I contacted the people who needed to know about the things I decided to cross off the list and just did it. No more Mothers’ Club newsletter, 1 class a week at the gym only, no more free writing for media outlets, and I removed myself from the Preschool newsletter consideration. I stayed involved in some of my organizations since they provide me a lot of positive mental health and are good for my children (such as M.O.P.S. and my playgroup). But when 2 days after this whole exercise my will was tested, I politely and respectfully declined an opportunity to get even more involved in M.O.P.S. by leading up a Christmas drive.
You know what? It turned out that the folks in charge were appropriately sad to see me go but none were devastated or angry. Even more, there were other talented people waiting in the wings for an opportunity. Me leaving gave them a chance.
Further, new doors opened for me that were surprising and even an option for me as I had made my life manageable. Kristen Bagwell over at Triangle Moms on Main posted in the Raleigh Mompreneurs Facebook group that her site was growing faster than she could manage, she was selling great spots and ads, and she needed partner in crime, with the potential for earnings. Sign me up! Writing + money + an awesome new partner?! Fantastic! The big announcement went out on Monday.
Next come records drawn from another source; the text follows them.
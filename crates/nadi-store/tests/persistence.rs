//! Restart-survival tests against a file-backed store.
//!
//! The in-memory unit tests cover query semantics; these cover the part
//! that only shows up with a real file: rows written before a process
//! restart are still there after, and re-applying the schema on reopen
//! does not disturb them.

use nadi_core::{Money, SyncStatus};
use nadi_store::{Store, StoreConfig};

#[tokio::test]
async fn reopened_store_keeps_committed_rows() {
    let dir = tempfile::tempdir().unwrap();
    let db_path = dir.path().join("nadi_pos.db");

    let product_id = {
        let store = Store::open(StoreConfig::new(&db_path)).await.unwrap();
        let product = store
            .products()
            .insert("Kopi", Money::from_minor(18_000), 10)
            .await
            .unwrap();
        store
            .inventory()
            .adjust_stock(&product.id, -2, "sale")
            .await
            .unwrap();
        store.close().await;
        product.id
    };

    // "Restart": a fresh pool over the same file, schema re-applied.
    let store = Store::open(StoreConfig::new(&db_path)).await.unwrap();

    let product = store
        .products()
        .get_with_stock(&product_id)
        .await
        .unwrap()
        .expect("product must survive restart");
    assert_eq!(product.name, "Kopi");
    assert_eq!(product.stock, 8);
    assert_eq!(product.sync_status, SyncStatus::Pending);

    // The delta ledger survived too, so sync can still replay it.
    assert_eq!(
        store
            .inventory()
            .pending_delta_sum(&product_id)
            .await
            .unwrap(),
        -2
    );
}

#[tokio::test]
async fn cart_draft_survives_restart() {
    let dir = tempfile::tempdir().unwrap();
    let db_path = dir.path().join("nadi_pos.db");

    let (cart_id, product_id) = {
        let store = Store::open(StoreConfig::new(&db_path)).await.unwrap();
        let product = store
            .products()
            .insert("Teh", Money::from_minor(5_000), 6)
            .await
            .unwrap();
        let cart = store.carts().get_or_create_active().await.unwrap();
        store.carts().add_item(&cart.id, &product.id, 2).await.unwrap();
        store.close().await;
        (cart.id, product.id)
    };

    let store = Store::open(StoreConfig::new(&db_path)).await.unwrap();

    let active = store.carts().active_cart().await.unwrap().unwrap();
    assert_eq!(active.id, cart_id);

    let lines = store.carts().lines(&cart_id).await.unwrap();
    assert_eq!(lines.len(), 1);
    assert_eq!(lines[0].product_id, product_id);
    assert_eq!(lines[0].qty, 2);
    assert_eq!(lines[0].price, Money::from_minor(5_000));
}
My SuperMomItis still rears its head a lot. I want to do it all. I want to help with my first born’s school fall festival, I want to be at the music class every week for my infant, I want to volunteer for my church’s Christmas Pageant. But I simply can’t. I determined what is most important to me, what makes me happiest, what makes sense, and the rest must go. I am sticking to it. The community surely survives without me. I also figure that one day, when my children are older, I will happily and can more easily serve.
What’s also nice: I close my computer during the day when my children are awake and my cell phone obsession has lessened (although it’s not gone, baby steps!). I hope my kids remember the times we sat on the floor playing blocks, not the times I sat on my phone saying “just a minute, let me answer this email.” I consider knocking my SuperMomItis down a few rungs a gift to them and myself.